Biological control of salmon lice : a critical analysis of knowledge production and development in the Norwegian cleaner fish industry
Abstract
The lumpfish and four species of wrasse have become important resources for cleaning salmonids of sea lice in Norwegian aquaculture. Cleaner fish’s delousing effectiveness and mortality rates in salmon cages vary dramatically due to environmental conditions, disease, and husbandry practices. While cleaner fish are portrayed as an environmentally friendly product, no post-cleaning use is made of their body parts. Thus, researchers and animal rights organisations have questioned whether the wrasse fishery and large-scale lumpfish aquaculture is justified and ethical. This case study analyses themes derived from qualitative interviews focussing on the history, knowledge production, and contestation of cleaner fish practices using a critical political ecology approach. The results suggest that despite rapid growth in their use, cleaner fish are an impermanent delousing solution. Perceptions of cleaner fish use are changing from optimism to scepticism and their use is characterised by uncertainty due to efficacy and welfare challenges.
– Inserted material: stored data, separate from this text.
// Copyright 2025 the lattice-ecs contributors
//
// Licensed under the Apache License, Version 2.0 (the "License");
// you may not use this file except in compliance with the License.
// You may obtain a copy of the License at
//
//     http://www.apache.org/licenses/LICENSE-2.0
//
// Unless required by applicable law or agreed to in writing, software
// distributed under the License is distributed on an "AS IS" BASIS,
// WITHOUT WARRANTIES OR CONDITIONS OF ANY KIND, either express or implied.
// See the License for the specific language governing permissions and
// limitations under the License.

//! Batch operations over all entities matching a filter.

use crate::component::{Comp, ComponentId};
use crate::entity::Entity;
use crate::filter::Filter;
use crate::query::Query;
use crate::world::World;

/// Helper for manipulating large numbers of entities in one structural pass,
/// which is much faster than handling them one by one.
///
/// Created through [`World::batch`]. Every operation selects the archetypes
/// matching a filter and drains each source archetype in a single move. The
/// `*_q` variants return a [`Query`] restricted to the affected entities, so
/// the caller can initialize or inspect them under the acquired world lock.
pub struct Batch<'w> {
    world: &'w mut World,
}

impl<'w> Batch<'w> {
    pub(crate) fn new(world: &'w mut World) -> Self {
        Self { world }
    }

    /// Adds components to all entities matching the filter.
    pub fn add(self, filter: &Filter, ids: &[ComponentId]) {
        self.world.exchange_batch(filter, ids, &[]);
    }

    /// Adds components to all entities matching the filter, returning a
    /// query over the affected entities.
    pub fn add_q(self, filter: &Filter, ids: &[ComponentId]) -> Query<'w> {
        self.world.exchange_batch_q(filter, ids, &[])
    }

    /// Removes components from all entities matching the filter.
    pub fn remove(self, filter: &Filter, ids: &[ComponentId]) {
        self.world.exchange_batch(filter, &[], ids);
    }

    /// Removes components from all entities matching the filter, returning a
    /// query over the affected entities.
    pub fn remove_q(self, filter: &Filter, ids: &[ComponentId]) -> Query<'w> {
        self.world.exchange_batch_q(filter, &[], ids)
    }

    /// Adds and removes components on all entities matching the filter.
    /// A call with empty `add` and `rem` is a no-op.
    pub fn exchange(self, filter: &Filter, add: &[ComponentId], rem: &[ComponentId]) {
        self.world.exchange_batch(filter, add, rem);
    }

    /// Adds and removes components on all entities matching the filter,
    /// returning a query over the affected entities.
    pub fn exchange_q(
        self,
        filter: &Filter,
        add: &[ComponentId],
        rem: &[ComponentId],
    ) -> Query<'w> {
        self.world.exchange_batch_q(filter, add, rem)
    }

    /// Sets the relation target of all entities matching the filter.
    pub fn set_relation(self, filter: &Filter, id: ComponentId, target: Entity) {
        self.world.set_relation_batch(filter, id, target);
    }

    /// Sets the relation target of all entities matching the filter,
    /// returning a query over the affected entities.
    pub fn set_relation_q(
        self,
        filter: &Filter,
        id: ComponentId,
        target: Entity,
    ) -> Query<'w> {
        self.world.set_relation_batch_q(filter, id, target)
    }

    /// Removes and recycles all entities matching the filter. Returns the
    /// number of removed entities.
    pub fn remove_entities(self, filter: &Filter) -> usize {
        self.world.remove_entities(filter)
    }

    /// Creates `count` entities with the given components.
    pub fn new_entities(self, count: u32, ids: &[ComponentId]) {
        self.world.new_entities(count, None, Entity::ZERO, ids);
    }

    /// Creates `count` entities with the given components, returning a query
    /// over them.
    pub fn new_entities_q(self, count: u32, ids: &[ComponentId]) -> Query<'w> {
        self.world.new_entities_q(count, None, Entity::ZERO, ids)
    }

    /// Creates `count` entities with a relation component targeting `target`.
    pub fn new_entities_target(
        self,
        count: u32,
        relation: ComponentId,
        target: Entity,
        ids: &[ComponentId],
    ) {
        self.world.new_entities(count, Some(relation), target, ids);
    }

    /// Creates `count` entities with a relation target, returning a query
    /// over them.
    pub fn new_entities_target_q(
        self,
        count: u32,
        relation: ComponentId,
        target: Entity,
        ids: &[ComponentId],
    ) -> Query<'w> {
        self.world.new_entities_q(count, Some(relation), target, ids)
    }

    /// Creates `count` entities, all initialized with the given component
    /// values.
    pub fn new_entities_with(self, count: u32, comps: &[Comp<'_>]) {
        self.world
            .new_entities_with(count, None, Entity::ZERO, comps);
    }

    /// Creates `count` entities with component values, returning a query
    /// over them.
    pub fn new_entities_with_q(self, count: u32, comps: &[Comp<'_>]) -> Query<'w> {
        self.world.new_entities_with_q(count, None, Entity::ZERO, comps)
    }
}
I argue that producing and using cleaner fish in Norway is contradictory in nature and constitutes a ‘socioecological fix’ of capitalism. This helps explain how salmon aquaculture’s inherent vulnerability to lice creates an opportunity for behaviour in cleaner fish to be produced, exploited, and profited on. At the same time, this process both produces and ‘fixes’ social, economic, and environmental externalities. This provides grounds to critique the legal and regulatory context in Norwegian aquaculture, which I argue amplifies profitability goals while underemphasizing fish welfare.